§ **WHAT IS BEING ASKED**: The following data has a line with "rejecting the post." and a line with "to be considered.". Write out exactly those lines and all the lines between them.

Stored items
________

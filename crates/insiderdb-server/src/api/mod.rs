mod alerts;
mod sync;
mod verify;

use std::sync::Arc;

use axum::{
    extract::State,
    http::{header, HeaderName, Method, StatusCode},
    response::IntoResponse,
    routing::{get, post},
    Extension, Json, Router,
};
use chrono::{DateTime, Utc};
use serde::Serialize;
use sqlx::PgPool;
use tower::ServiceBuilder;
use tower_http::cors::CorsLayer;

use insiderdb_core::AppConfig;
use insiderdb_edgar::{CikMap, EdgarClient};
use insiderdb_reddit::RedditClient;

use crate::middleware::{request_id, RequestId};

#[derive(Clone)]
pub struct AppState {
    pub pool: PgPool,
    pub edgar: Arc<EdgarClient>,
    pub reddit: Arc<RedditClient>,
    pub cik_map: Arc<CikMap>,
    pub config: Arc<AppConfig>,
}

#[derive(Debug, Serialize)]
pub struct ApiResponse<T: Serialize> {
    pub data: T,
    pub meta: ResponseMeta,
}

#[derive(Debug, Serialize)]
pub struct ResponseMeta {
    pub request_id: String,
    pub timestamp: DateTime<Utc>,
}

#[derive(Debug, Serialize)]
pub struct ApiError {
    pub error: ErrorBody,
    pub meta: ResponseMeta,
}

#[derive(Debug, Serialize)]
pub struct ErrorBody {
    pub code: String,
    pub message: String,
}

#[derive(Debug, Serialize, PartialEq, Eq)]
struct HealthData {
    status: &'static str,
    database: &'static str,
}

impl ResponseMeta {
    pub(super) fn new(request_id: String) -> Self {
        Self {
            request_id,
            timestamp: Utc::now(),
        }
    }
}

impl ApiError {
    pub fn new(
        request_id: impl Into<String>,
        code: impl Into<String>,
        message: impl Into<String>,
    ) -> Self {
        Self {
            error: ErrorBody {
                code: code.into(),
                message: message.into(),
            },
            meta: ResponseMeta::new(request_id.into()),
        }
    }
}

impl IntoResponse for ApiError {
    fn into_response(self) -> axum::response::Response {
        let status = match self.error.code.as_str() {
            "not_found" => StatusCode::NOT_FOUND,
            "bad_request" | "validation_error" => StatusCode::BAD_REQUEST,
            "upstream_error" => StatusCode::BAD_GATEWAY,
            _ => StatusCode::INTERNAL_SERVER_ERROR,
        };
        (status, Json(self)).into_response()
    }
}

pub(super) fn normalize_limit(limit: Option<i64>) -> i64 {
    limit.unwrap_or(50).clamp(1, 200)
}

pub(super) fn map_db_error(request_id: String, error: &insiderdb_db::DbError) -> ApiError {
    tracing::error!(error = %error, "database query failed");
    ApiError::new(request_id, "internal_error", "database query failed")
}

fn build_cors() -> CorsLayer {
    CorsLayer::new()
        .allow_origin(tower_http::cors::Any)
        .allow_methods([Method::GET, Method::POST])
        .allow_headers([
            header::CONTENT_TYPE,
            HeaderName::from_static("x-request-id"),
        ])
}

pub fn build_app(state: AppState) -> Router {
    Router::new()
        .route("/healthz", get(health))
        .route("/api/alerts", get(alerts::list_alerts))
        .route("/api/sync", post(sync::run_sync))
        .route("/api/verify", post(verify::verify_claim))
        .layer(
            ServiceBuilder::new()
                .layer(build_cors())
                .layer(axum::middleware::from_fn(request_id)),
        )
        .with_state(state)
}

async fn health(
    State(state): State<AppState>,
    Extension(req_id): Extension<RequestId>,
) -> impl IntoResponse {
    let meta = ResponseMeta::new(req_id.0);

    match insiderdb_db::health_check(&state.pool).await {
        Ok(()) => (
            StatusCode::OK,
            Json(ApiResponse {
                data: HealthData {
                    status: "ok",
                    database: "ok",
                },
                meta,
            }),
        ),
        Err(e) => {
            tracing::warn!(error = %e, "health check: database unavailable");
            (
                StatusCode::SERVICE_UNAVAILABLE,
                Json(ApiResponse {
                    data: HealthData {
                        status: "degraded",
                        database: "unavailable",
                    },
                    meta,
                }),
            )
        }
    }
}
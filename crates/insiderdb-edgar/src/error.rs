use thiserror::Error;

/// Errors returned by the EDGAR client and parsers.
#[derive(Debug, Error)]
pub enum EdgarError {
    /// Network or TLS failure from the underlying HTTP client.
    #[error("HTTP error: {0}")]
    Http(#[from] reqwest::Error),

    /// HTTP 429; EDGAR has asked us to back off.
    #[error("rate limited by EDGAR (retry after {retry_after_secs}s)")]
    RateLimited { retry_after_secs: u64 },

    /// HTTP 404; retrying would return the same result.
    #[error("endpoint not found: {url}")]
    NotFound { url: String },

    /// Any other non-2xx status.
    #[error("unexpected HTTP status {status} from {url}")]
    UnexpectedStatus { status: u16, url: String },

    /// The response body could not be deserialized into the expected type.
    #[error("JSON deserialization error for {context}: {source}")]
    Deserialize {
        context: String,
        #[source]
        source: serde_json::Error,
    },

    /// Malformed XML in the Atom feed or a Form 4 body.
    #[error("XML error: {0}")]
    Xml(#[from] quick_xml::Error),

    /// Fatal client misconfiguration — a run must not start with this.
    #[error("configuration error: {0}")]
    Config(String),
}
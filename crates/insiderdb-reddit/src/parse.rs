//! Free-text extraction of insider-transaction claims from Reddit posts.
//!
//! Posts are noisy prose, so every field beyond the ticker and direction is
//! best-effort: each regex matches independently and a miss yields `None`
//! for that field rather than rejecting the post.

use std::sync::LazyLock;

use insiderdb_core::{ParsedAlert, TransactionType};
use regex::Regex;
use rust_decimal::Decimal;

use crate::client::RedditPost;

/// A post must carry at least one of these markers to be considered.
const MARKERS: [&str; 3] = ["insider", "form 4", "sec filing"];

/// Buy keywords are checked before sell keywords, so a post containing both
/// (e.g. quoting "sold to cover" while describing a purchase) classifies as
/// Buy. First-match order, pinned by test.
const BUY_KEYWORDS: [&str; 3] = ["buy", "purchased", "acquired"];
const SELL_KEYWORDS: [&str; 3] = ["sell", "sold", "disposed"];

/// Cashtag: `$` followed by 1-5 letters.
static TICKER_RE: LazyLock<Regex> =
    LazyLock::new(|| Regex::new(r"\$([A-Za-z]{1,5})\b").expect("valid ticker regex"));

/// Dollar amount with a magnitude suffix (`$1.9M`) or comma grouping
/// (`$250,000`).
static AMOUNT_RE: LazyLock<Regex> = LazyLock::new(|| {
    Regex::new(r"\$\d+(?:\.\d+)?\s?[KMBkmb]\b|\$\d{1,3}(?:,\d{3})+").expect("valid amount regex")
});

static SHARES_RE: LazyLock<Regex> = LazyLock::new(|| {
    Regex::new(r"(\d{1,3}(?:,\d{3})+|\d+)\s+shares").expect("valid shares regex")
});

static PRICE_RE: LazyLock<Regex> = LazyLock::new(|| {
    Regex::new(r"\$(\d+(?:\.\d+)?)\s+per\s+share").expect("valid price regex")
});

static TRADE_DATE_RE: LazyLock<Regex> = LazyLock::new(|| {
    Regex::new(r"(?i)trade\s*date:?\s*(\d{4}-\d{2}-\d{2})").expect("valid trade date regex")
});

static FILING_DATE_RE: LazyLock<Regex> = LazyLock::new(|| {
    Regex::new(r"(?i)filing\s*date:?\s*(\d{4}-\d{2}-\d{2})").expect("valid filing date regex")
});

/// Name-shape patterns tried in order; first match wins.
static NAME_RES: LazyLock<[Regex; 3]> = LazyLock::new(|| {
    [
        // Title followed by a name: "CEO Richard Pops", "Director Jane Q Smith".
        Regex::new(
            r"(?:CEO|CFO|COO|CTO|Chairman|President|Director|Officer|Insider)\s+([A-Z][a-zA-Z'\-]+(?:\s+[A-Z]\.?)?\s+[A-Z][a-zA-Z'\-]+)",
        )
        .expect("valid name regex"),
        // "... by Richard Pops".
        Regex::new(r"\bby\s+([A-Z][a-zA-Z'\-]+(?:\s+[A-Z]\.?)?\s+[A-Z][a-zA-Z'\-]+)")
            .expect("valid name regex"),
        // Name followed by a parenthesised role: "Richard Pops (CEO)".
        Regex::new(
            r"([A-Z][a-zA-Z'\-]+\s+[A-Z][a-zA-Z'\-]+)\s+\((?:CEO|CFO|COO|CTO|Chairman|President|Director|Officer|10% Owner)\)",
        )
        .expect("valid name regex"),
    ]
});

/// Extract a structured alert from a post, or `None` when the post is not an
/// insider-transaction claim (no marker, no cashtag, or no classifiable
/// direction).
#[must_use]
pub fn parse_insider_alert(post: &RedditPost) -> Option<ParsedAlert> {
    let text = format!("{}\n{}", post.title, post.selftext);
    let lower = text.to_lowercase();

    if !MARKERS.iter().any(|marker| lower.contains(marker)) {
        return None;
    }

    let ticker = TICKER_RE.captures(&text)?[1].to_uppercase();

    let transaction_type = if BUY_KEYWORDS.iter().any(|kw| lower.contains(kw)) {
        TransactionType::Buy
    } else if SELL_KEYWORDS.iter().any(|kw| lower.contains(kw)) {
        TransactionType::Sell
    } else {
        return None;
    };

    let amount = AMOUNT_RE.find(&text).map(|m| m.as_str().to_string());
    let shares = SHARES_RE
        .captures(&text)
        .and_then(|caps| caps[1].replace(',', "").parse::<i64>().ok());
    let price_per_share = PRICE_RE
        .captures(&text)
        .and_then(|caps| caps[1].parse::<Decimal>().ok());
    let trade_date = TRADE_DATE_RE
        .captures(&text)
        .and_then(|caps| caps[1].parse().ok());
    let filing_date = FILING_DATE_RE
        .captures(&text)
        .and_then(|caps| caps[1].parse().ok());
    let insider_name = NAME_RES
        .iter()
        .find_map(|re| re.captures(&text))
        .map(|caps| caps[1].trim().to_string());

    Some(ParsedAlert {
        post_id: post.id.clone(),
        ticker,
        transaction_type,
        amount,
        shares,
        price_per_share,
        trade_date,
        filing_date,
        insider_name,
        permalink: format!("https://reddit.com{}", post.permalink),
    })
}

________

§ **ANSWER FOR THIS EXERCISE**:
//! for that field rather than rejecting the post.

use std::sync::LazyLock;

use insiderdb_core::{ParsedAlert, TransactionType};
use regex::Regex;
use rust_decimal::Decimal;

use crate::client::RedditPost;

/// A post must carry at least one of these markers to be considered.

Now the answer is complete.